TASK GOAL: Pick out all lines in the listing holding the string "DriverError" and copy them.
☆ ☆ ☆
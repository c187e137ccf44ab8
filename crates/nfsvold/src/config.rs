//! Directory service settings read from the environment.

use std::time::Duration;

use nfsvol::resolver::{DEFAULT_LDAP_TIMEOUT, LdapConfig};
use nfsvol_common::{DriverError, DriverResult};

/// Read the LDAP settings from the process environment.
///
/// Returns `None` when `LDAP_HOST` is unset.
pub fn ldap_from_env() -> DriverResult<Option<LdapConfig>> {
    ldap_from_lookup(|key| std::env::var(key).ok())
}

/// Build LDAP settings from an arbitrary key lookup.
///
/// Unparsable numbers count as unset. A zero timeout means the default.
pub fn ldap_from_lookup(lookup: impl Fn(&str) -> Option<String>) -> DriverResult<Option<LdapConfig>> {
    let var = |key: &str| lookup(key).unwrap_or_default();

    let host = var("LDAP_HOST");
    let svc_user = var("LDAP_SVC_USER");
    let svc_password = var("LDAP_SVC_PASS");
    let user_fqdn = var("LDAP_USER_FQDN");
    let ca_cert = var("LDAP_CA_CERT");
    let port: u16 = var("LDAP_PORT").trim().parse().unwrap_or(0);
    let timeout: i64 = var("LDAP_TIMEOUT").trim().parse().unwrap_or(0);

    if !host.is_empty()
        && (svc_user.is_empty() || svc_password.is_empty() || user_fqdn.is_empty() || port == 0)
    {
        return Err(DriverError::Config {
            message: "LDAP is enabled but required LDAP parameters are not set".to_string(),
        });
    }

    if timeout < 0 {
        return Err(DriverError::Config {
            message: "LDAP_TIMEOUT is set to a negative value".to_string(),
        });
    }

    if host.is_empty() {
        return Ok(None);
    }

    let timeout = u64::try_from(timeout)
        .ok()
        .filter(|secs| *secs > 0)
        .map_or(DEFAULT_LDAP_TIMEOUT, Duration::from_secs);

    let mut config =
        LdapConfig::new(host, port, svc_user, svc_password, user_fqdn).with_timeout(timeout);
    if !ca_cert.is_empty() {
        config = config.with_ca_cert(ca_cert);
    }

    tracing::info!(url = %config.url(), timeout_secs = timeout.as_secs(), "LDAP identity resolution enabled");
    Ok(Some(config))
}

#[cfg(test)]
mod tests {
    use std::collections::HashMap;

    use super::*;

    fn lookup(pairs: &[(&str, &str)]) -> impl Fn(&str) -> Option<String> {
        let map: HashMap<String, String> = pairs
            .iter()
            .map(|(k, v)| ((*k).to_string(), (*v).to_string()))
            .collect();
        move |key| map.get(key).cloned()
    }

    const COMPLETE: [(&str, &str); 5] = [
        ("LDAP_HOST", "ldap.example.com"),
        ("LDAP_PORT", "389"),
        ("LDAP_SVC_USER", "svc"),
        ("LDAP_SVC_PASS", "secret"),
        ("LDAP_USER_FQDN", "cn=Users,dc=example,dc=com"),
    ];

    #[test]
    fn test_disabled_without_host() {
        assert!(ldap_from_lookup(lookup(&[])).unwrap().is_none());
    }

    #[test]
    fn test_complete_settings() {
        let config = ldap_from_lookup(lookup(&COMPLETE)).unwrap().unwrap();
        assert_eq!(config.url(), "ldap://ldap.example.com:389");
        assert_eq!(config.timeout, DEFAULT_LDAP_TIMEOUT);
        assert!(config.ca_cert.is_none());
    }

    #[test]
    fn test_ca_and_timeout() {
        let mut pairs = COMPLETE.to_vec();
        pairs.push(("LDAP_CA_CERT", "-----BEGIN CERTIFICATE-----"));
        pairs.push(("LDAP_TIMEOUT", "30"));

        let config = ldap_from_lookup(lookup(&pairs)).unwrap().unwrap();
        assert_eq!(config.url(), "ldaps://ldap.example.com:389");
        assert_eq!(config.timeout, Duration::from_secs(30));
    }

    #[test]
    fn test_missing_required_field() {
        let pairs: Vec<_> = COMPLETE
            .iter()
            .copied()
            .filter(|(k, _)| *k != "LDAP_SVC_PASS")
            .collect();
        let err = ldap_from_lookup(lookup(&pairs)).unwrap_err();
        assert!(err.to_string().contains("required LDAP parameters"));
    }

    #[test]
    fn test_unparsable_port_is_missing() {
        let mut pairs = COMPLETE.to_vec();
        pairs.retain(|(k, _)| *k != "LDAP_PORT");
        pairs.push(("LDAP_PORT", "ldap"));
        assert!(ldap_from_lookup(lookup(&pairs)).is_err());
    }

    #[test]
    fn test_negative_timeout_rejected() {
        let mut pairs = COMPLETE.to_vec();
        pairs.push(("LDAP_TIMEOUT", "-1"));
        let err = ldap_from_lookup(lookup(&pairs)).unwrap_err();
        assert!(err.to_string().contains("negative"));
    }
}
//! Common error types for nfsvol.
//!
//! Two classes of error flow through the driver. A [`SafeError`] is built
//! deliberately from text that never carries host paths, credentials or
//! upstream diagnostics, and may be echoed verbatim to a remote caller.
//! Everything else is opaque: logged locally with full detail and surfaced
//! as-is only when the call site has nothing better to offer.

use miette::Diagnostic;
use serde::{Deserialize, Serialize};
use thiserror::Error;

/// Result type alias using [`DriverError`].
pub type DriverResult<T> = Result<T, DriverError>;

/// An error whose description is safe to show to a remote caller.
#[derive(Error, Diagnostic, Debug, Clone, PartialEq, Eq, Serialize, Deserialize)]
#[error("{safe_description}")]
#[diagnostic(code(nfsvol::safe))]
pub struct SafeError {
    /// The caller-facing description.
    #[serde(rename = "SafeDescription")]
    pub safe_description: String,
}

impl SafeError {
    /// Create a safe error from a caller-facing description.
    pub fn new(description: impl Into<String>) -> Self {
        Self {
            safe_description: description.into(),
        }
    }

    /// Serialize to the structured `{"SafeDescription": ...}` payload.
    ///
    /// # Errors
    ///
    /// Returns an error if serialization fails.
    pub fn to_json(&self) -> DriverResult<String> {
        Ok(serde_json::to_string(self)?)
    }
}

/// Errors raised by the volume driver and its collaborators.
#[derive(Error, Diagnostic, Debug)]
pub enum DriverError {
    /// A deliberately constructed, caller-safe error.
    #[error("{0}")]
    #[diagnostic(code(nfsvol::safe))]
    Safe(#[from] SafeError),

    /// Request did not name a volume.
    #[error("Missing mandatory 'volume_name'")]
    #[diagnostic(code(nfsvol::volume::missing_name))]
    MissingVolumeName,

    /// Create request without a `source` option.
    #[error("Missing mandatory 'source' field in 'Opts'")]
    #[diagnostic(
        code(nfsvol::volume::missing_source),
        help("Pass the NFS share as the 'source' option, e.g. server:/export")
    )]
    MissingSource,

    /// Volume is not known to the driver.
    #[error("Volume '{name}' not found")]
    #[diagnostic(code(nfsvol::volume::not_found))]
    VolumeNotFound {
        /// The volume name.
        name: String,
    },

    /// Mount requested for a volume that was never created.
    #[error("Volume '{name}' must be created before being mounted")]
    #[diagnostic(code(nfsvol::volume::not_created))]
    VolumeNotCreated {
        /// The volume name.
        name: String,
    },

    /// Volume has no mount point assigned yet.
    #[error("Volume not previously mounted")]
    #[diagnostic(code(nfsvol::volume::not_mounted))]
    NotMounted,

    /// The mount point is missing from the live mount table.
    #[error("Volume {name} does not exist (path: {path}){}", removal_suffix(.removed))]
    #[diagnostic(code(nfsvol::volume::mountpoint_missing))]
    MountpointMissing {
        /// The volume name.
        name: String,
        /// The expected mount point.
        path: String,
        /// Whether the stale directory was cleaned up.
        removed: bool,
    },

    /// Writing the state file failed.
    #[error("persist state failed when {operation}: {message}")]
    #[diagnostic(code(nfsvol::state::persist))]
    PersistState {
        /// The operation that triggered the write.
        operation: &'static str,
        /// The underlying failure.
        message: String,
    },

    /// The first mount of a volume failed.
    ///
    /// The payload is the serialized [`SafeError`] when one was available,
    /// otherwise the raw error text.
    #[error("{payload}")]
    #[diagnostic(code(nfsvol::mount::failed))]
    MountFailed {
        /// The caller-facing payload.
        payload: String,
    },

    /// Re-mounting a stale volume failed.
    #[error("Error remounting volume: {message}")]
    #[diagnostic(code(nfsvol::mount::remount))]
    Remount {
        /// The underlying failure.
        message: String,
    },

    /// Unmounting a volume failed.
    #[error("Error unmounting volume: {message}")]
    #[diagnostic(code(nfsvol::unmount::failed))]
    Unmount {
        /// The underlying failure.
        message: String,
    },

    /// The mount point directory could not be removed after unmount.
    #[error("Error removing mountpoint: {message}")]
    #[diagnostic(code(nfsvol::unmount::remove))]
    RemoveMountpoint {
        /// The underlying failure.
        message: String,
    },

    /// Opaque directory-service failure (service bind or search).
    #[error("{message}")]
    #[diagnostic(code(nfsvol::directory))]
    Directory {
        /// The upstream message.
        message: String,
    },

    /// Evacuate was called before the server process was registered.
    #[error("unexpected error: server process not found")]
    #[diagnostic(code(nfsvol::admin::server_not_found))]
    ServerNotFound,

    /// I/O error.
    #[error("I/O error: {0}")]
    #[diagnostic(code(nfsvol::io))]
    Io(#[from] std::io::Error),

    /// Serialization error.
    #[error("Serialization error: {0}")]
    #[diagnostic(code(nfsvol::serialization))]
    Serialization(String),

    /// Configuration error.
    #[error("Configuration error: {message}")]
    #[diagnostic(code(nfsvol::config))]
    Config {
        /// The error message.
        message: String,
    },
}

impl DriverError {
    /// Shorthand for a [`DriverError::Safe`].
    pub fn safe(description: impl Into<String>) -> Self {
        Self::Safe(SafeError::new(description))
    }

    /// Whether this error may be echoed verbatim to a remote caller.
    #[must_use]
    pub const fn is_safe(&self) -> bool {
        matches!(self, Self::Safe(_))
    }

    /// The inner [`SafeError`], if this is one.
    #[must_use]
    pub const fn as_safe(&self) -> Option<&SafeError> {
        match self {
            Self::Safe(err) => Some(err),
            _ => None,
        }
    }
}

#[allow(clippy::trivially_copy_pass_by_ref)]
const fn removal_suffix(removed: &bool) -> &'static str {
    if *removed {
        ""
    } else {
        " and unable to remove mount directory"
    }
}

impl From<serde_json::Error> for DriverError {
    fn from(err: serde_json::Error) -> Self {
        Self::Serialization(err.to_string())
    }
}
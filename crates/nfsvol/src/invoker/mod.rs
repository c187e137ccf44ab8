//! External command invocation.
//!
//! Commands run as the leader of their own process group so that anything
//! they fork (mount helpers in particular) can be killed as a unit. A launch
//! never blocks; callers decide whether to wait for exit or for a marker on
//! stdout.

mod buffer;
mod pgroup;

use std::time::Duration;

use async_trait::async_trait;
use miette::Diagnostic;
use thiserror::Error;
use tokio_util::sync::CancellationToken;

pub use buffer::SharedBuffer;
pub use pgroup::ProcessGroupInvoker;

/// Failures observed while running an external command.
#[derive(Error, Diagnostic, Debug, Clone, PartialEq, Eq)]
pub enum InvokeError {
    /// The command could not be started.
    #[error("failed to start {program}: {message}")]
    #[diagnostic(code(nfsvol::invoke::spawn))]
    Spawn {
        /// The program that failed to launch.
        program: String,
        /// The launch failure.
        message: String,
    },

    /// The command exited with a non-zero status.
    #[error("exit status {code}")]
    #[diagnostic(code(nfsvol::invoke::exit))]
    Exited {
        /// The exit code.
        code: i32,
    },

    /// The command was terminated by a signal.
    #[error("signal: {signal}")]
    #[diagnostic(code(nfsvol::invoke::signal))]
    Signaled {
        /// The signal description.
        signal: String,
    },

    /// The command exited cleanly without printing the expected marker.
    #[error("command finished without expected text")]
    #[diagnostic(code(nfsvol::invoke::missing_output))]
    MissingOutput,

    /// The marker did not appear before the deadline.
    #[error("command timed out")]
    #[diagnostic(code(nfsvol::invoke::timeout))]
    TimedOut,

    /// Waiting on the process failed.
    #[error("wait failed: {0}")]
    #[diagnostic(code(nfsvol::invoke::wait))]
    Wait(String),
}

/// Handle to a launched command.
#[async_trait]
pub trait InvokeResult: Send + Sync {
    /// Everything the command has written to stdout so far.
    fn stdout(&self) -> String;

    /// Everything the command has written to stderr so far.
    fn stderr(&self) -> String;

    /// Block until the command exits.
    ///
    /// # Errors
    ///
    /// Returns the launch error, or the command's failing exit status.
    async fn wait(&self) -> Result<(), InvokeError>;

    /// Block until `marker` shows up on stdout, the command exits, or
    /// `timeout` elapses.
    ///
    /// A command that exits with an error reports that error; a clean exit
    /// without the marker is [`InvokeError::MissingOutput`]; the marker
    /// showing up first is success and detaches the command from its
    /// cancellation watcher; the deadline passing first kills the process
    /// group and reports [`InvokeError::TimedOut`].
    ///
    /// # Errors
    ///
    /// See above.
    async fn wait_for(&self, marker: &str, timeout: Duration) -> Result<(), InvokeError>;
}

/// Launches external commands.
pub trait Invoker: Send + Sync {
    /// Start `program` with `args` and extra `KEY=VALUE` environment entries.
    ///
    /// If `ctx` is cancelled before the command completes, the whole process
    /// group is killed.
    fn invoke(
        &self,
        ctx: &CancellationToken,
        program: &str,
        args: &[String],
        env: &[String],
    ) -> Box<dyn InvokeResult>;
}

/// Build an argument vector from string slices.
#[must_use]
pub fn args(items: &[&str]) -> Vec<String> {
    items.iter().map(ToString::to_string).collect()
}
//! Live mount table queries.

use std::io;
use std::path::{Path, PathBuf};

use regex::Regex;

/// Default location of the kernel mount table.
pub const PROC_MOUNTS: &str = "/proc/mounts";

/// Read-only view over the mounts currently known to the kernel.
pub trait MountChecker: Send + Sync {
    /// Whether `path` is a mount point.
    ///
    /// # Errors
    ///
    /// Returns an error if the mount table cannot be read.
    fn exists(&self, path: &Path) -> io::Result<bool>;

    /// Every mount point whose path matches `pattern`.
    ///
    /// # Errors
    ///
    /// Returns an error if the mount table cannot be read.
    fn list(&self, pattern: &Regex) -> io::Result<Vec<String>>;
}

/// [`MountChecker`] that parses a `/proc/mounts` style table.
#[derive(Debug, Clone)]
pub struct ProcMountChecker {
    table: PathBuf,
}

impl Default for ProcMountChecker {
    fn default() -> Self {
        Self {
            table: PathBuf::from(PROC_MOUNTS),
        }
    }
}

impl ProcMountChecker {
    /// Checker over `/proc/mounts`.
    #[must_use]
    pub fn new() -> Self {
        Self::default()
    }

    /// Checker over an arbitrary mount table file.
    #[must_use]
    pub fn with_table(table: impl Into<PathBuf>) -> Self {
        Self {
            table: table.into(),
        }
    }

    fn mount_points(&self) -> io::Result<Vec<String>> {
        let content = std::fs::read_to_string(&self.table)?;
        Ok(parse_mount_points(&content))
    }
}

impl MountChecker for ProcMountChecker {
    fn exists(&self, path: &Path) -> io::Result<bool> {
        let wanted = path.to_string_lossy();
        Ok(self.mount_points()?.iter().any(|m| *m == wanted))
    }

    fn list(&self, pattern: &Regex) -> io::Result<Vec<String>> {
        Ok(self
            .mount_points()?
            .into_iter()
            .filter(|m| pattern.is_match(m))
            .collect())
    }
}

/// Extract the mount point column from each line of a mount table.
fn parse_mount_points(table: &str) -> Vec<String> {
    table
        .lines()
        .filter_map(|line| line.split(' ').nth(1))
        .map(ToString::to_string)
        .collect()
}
☆ ☆ ☆
ANSWER SPACE:
use nfsvol_common::{DriverError, DriverResult};
        return Err(DriverError::Config {
        return Err(DriverError::Config {
/// Result type alias using [`DriverError`].
pub type DriverResult<T> = Result<T, DriverError>;
pub enum DriverError {
impl DriverError {
    /// Shorthand for a [`DriverError::Safe`].
impl From<serde_json::Error> for DriverError {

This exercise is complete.